● TRY IT
Among the records that follow, find the line with "pub struct InMemoryKeyValueStore" and the line with "pub struct FileKeyValueStore". Set down those lines and all lines between them exactly, without adding anything.

(LISTED ENTRIES Opens)

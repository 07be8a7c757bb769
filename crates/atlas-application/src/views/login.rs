use atlas_core::forms::LoginForm;
use atlas_core::route::Route;
use std::sync::Arc;

use crate::session_store::SessionStore;

pub const LOGIN_FAILED: &str = "Login failed. Please check your credentials.";

/// Login form.
pub struct LoginView {
    store: Arc<SessionStore>,
    pub form: LoginForm,
    pub loading: bool,
    pub error: Option<String>,
}

impl LoginView {
    pub fn new(store: Arc<SessionStore>) -> Self {
        Self {
            store,
            form: LoginForm::default(),
            loading: false,
            error: None,
        }
    }

    /// Validates and submits the form.
    ///
    /// Returns the route to navigate to on success. Validation failures never
    /// reach the backend.
    pub async fn submit(&mut self) -> Option<Route> {
        if let Err(e) = self.form.validate() {
            self.error = Some(e.to_string());
            return None;
        }

        self.loading = true;
        self.error = None;
        let result = self
            .store
            .login(&self.form.username, &self.form.password)
            .await;
        self.loading = false;

        match result {
            Ok(_) => Some(Route::Query),
            Err(e) => {
                self.error = Some(e.user_message(LOGIN_FAILED));
                None
            }
        }
    }
}
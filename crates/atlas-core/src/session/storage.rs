//! Key-value storage port.

use std::collections::HashMap;
use std::sync::RwLock;

use crate::error::{AtlasError, Result};

/// Key holding the access token.
pub const TOKEN_KEY: &str = "atlas_token";
/// Key holding the logged-in username.
pub const USER_KEY: &str = "atlas_user";

/// Persistent string key-value store the session is mirrored into.
///
/// Mirrors the semantics of browser local storage: string keys, string values,
/// removing a missing key is not an error.
pub trait KeyValueStore: Send + Sync {
    /// Returns the value for `key`, or `None` when it is not set.
    fn get(&self, key: &str) -> Result<Option<String>>;

    /// Stores `value` under `key`, replacing any previous value.
    fn set(&self, key: &str, value: &str) -> Result<()>;

    /// Removes `key`. A missing key is a no-op.
    fn remove(&self, key: &str) -> Result<()>;
}

/// Process-local store for tests and ephemeral sessions.
#[derive(Debug, Default)]
pub struct InMemoryKeyValueStore {
    entries: RwLock<HashMap<String, String>>,
}

impl InMemoryKeyValueStore {
    pub fn new() -> Self {
        Self::default()
    }

    /// Number of keys currently stored.
    pub fn len(&self) -> usize {
        self.entries.read().map(|entries| entries.len()).unwrap_or(0)
    }

    pub fn is_empty(&self) -> bool {
        self.len() == 0
    }
}

impl KeyValueStore for InMemoryKeyValueStore {
    fn get(&self, key: &str) -> Result<Option<String>> {
        let entries = self
            .entries
            .read()
            .map_err(|e| AtlasError::storage(format!("Failed to lock store: {}", e)))?;
        Ok(entries.get(key).cloned())
    }

    fn set(&self, key: &str, value: &str) -> Result<()> {
        let mut entries = self
            .entries
            .write()
            .map_err(|e| AtlasError::storage(format!("Failed to lock store: {}", e)))?;
        entries.insert(key.to_string(), value.to_string());
        Ok(())
    }

    fn remove(&self, key: &str) -> Result<()> {
        let mut entries = self
            .entries
            .write()
            .map_err(|e| AtlasError::storage(format!("Failed to lock store: {}", e)))?;
        entries.remove(key);
        Ok(())
    }
}
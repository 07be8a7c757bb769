//! File-backed key-value store.
//!
//! Persists the session keys to `~/.config/atlas/local_storage.toml` so a
//! login survives across CLI invocations, the way browser local storage
//! survives a page reload.

use atlas_core::error::Result;
use atlas_core::session::KeyValueStore;
use serde::{Deserialize, Serialize};
use std::collections::BTreeMap;
use std::path::{Path, PathBuf};

use super::atomic_toml::AtomicTomlFile;
use crate::paths::{AtlasPaths, PathError};

#[derive(Debug, Clone, Default, Serialize, Deserialize)]
struct LocalStorageFile {
    #[serde(default)]
    entries: BTreeMap<String, String>,
}

/// [`KeyValueStore`] persisted as a private TOML file.
///
/// Every write goes through a locked read-modify-write, so two processes
/// touching different keys never lose each other's updates. Reads of a file
/// that no longer parses fail; writes replace it, so `logout` can always
/// reset a damaged session file.
pub struct FileKeyValueStore {
    file: AtomicTomlFile<LocalStorageFile>,
}

impl FileKeyValueStore {
    /// Store at the default location (`<config_dir>/atlas/local_storage.toml`).
    pub fn new() -> std::result::Result<Self, PathError> {
        Ok(Self::with_path(AtlasPaths::local_storage_file()?))
    }

    /// Store at a custom path (for testing).
    pub fn with_path(path: PathBuf) -> Self {
        Self {
            file: AtomicTomlFile::new(path).private(),
        }
    }

    pub fn path(&self) -> &Path {
        self.file.path()
    }
}

impl KeyValueStore for FileKeyValueStore {
    fn get(&self, key: &str) -> Result<Option<String>> {
        let data = self.file.load()?.unwrap_or_default();
        Ok(data.entries.get(key).cloned())
    }

    fn set(&self, key: &str, value: &str) -> Result<()> {
        tracing::debug!("local storage: set {}", key);
        self.file.update(LocalStorageFile::default(), |data| {
            data.entries.insert(key.to_string(), value.to_string());
            Ok(())
        })
    }

    fn remove(&self, key: &str) -> Result<()> {
        // Nothing to remove and nothing to create.
        if !self.file.path().exists() {
            return Ok(());
        }
        tracing::debug!("local storage: remove {}", key);
        self.file.update(LocalStorageFile::default(), |data| {
            data.entries.remove(key);
            Ok(())
        })
    }
}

(LISTED ENTRIES Closes)

● RESPONSE TO THIS TASK
pub struct InMemoryKeyValueStore {
    entries: RwLock<HashMap<String, String>>,
}

impl InMemoryKeyValueStore {
    pub fn new() -> Self {
        Self::default()
    }

    /// Number of keys currently stored.
    pub fn len(&self) -> usize {
        self.entries.read().map(|entries| entries.len()).unwrap_or(0)
    }

    pub fn is_empty(&self) -> bool {
        self.len() == 0
    }
}

impl KeyValueStore for InMemoryKeyValueStore {
    fn get(&self, key: &str) -> Result<Option<String>> {
        let entries = self
            .entries
            .read()
            .map_err(|e| AtlasError::storage(format!("Failed to lock store: {}", e)))?;
        Ok(entries.get(key).cloned())
    }

    fn set(&self, key: &str, value: &str) -> Result<()> {
        let mut entries = self
            .entries
            .write()
            .map_err(|e| AtlasError::storage(format!("Failed to lock store: {}", e)))?;
        entries.insert(key.to_string(), value.to_string());
        Ok(())
    }

    fn remove(&self, key: &str) -> Result<()> {
        let mut entries = self
            .entries
            .write()
            .map_err(|e| AtlasError::storage(format!("Failed to lock store: {}", e)))?;
        entries.remove(key);
        Ok(())
    }
}
repository 07be8a7c757bb769
//! File-backed key-value store.
//!
//! Persists the session keys to `~/.config/atlas/local_storage.toml` so a
//! login survives across CLI invocations, the way browser local storage
//! survives a page reload.

use atlas_core::error::Result;
use atlas_core::session::KeyValueStore;
use serde::{Deserialize, Serialize};
use std::collections::BTreeMap;
use std::path::{Path, PathBuf};

use super::atomic_toml::AtomicTomlFile;
use crate::paths::{AtlasPaths, PathError};

#[derive(Debug, Clone, Default, Serialize, Deserialize)]
struct LocalStorageFile {
    #[serde(default)]
    entries: BTreeMap<String, String>,
}

/// [`KeyValueStore`] persisted as a private TOML file.
///
/// Every write goes through a locked read-modify-write, so two processes
/// touching different keys never lose each other's updates. Reads of a file
/// that no longer parses fail; writes replace it, so `logout` can always
/// reset a damaged session file.
pub struct FileKeyValueStore {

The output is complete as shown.